§ **Saved data entries**:
-- Opening Marker --

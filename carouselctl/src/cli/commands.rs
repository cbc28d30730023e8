use std::io::{BufWriter, Write};

use anyhow::{Context, Result};
use carousel_config::{ConfigLoad, ConfigLoader};
use carousel_core::{
    CarouselController, hops, presentable_window, spawn_carousel, wrap,
};
use tracing::info;

use super::render::StdoutRenderer;
use super::{PathArgs, RunArgs, ScriptEvent, WindowArgs};

pub fn window(args: WindowArgs) -> Result<()> {
    let slides = args.slides.build()?;
    let load = load_config(args.config)?;
    let radius = args.radius.unwrap_or(load.config.offset_radius);
    let current = wrap(args.current, slides.len());

    let window = presentable_window(current, radius, slides.len());
    if args.json {
        println!("{}", serde_json::to_string(&window)?);
        return Ok(());
    }

    for entry in window {
        let key = slides
            .key(entry.slide_index)
            .map(|key| key.to_string())
            .unwrap_or_default();
        println!("{:+} {} {}", entry.display_offset, entry.slide_index, key);
    }
    Ok(())
}

pub fn path(args: PathArgs) -> Result<()> {
    anyhow::ensure!(args.count > 0, "--count must be at least 1");

    let mut out = BufWriter::new(std::io::stdout().lock());
    for (step, index) in hops(args.from, args.to, args.count).enumerate() {
        if step > 0 {
            out.write_all(b" ")?;
        }
        write!(out, "{index}")?;
    }
    writeln!(out)?;
    out.flush()?;
    Ok(())
}

pub async fn run(args: RunArgs) -> Result<()> {
    let slides = args.slides.build()?;
    let load = load_config(args.config)?;

    let mut options = load.config.options();
    if let Some(interval) = args.interval {
        options.goto_interval = interval;
    }
    if let Some(radius) = args.radius {
        options.offset_radius = radius;
    }

    info!(
        slides = slides.len(),
        interval_ms = options.goto_interval.as_millis() as u64,
        radius = options.offset_radius,
        "starting carousel session"
    );

    let renderer = StdoutRenderer {
        json: args.json,
        show_navigation: load.config.show_navigation,
        animation: load.config.animation,
    };
    let handle = spawn_carousel(CarouselController::new(slides, options), renderer);

    for event in args.script {
        match event {
            ScriptEvent::Goto(target) => {
                handle.set_target(Some(target)).await?;
            }
            ScriptEvent::Clear => {
                handle.set_target(None).await?;
            }
            ScriptEvent::Move(step) => {
                handle.move_slide(step).await?;
            }
        }
        handle.wait_until_settled().await?;
    }

    let last = handle.shutdown().await?;
    info!(current = last.current_index, "carousel session finished");
    Ok(())
}

fn load_config(path: Option<std::path::PathBuf>) -> Result<ConfigLoad> {
    ConfigLoader::new()
        .with_config_path(path)
        .load()
        .context("failed to load carousel configuration")
}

-- Closing Marker --

§ **TASK STATEMENT**: Find each line in the data above with the word "Result", then copy it.

§ **PROBLEM SOLUTION**:
use anyhow::{Context, Result};
pub fn window(args: WindowArgs) -> Result<()> {
pub fn path(args: PathArgs) -> Result<()> {
pub async fn run(args: RunArgs) -> Result<()> {
fn load_config(path: Option<std::path::PathBuf>) -> Result<ConfigLoad> {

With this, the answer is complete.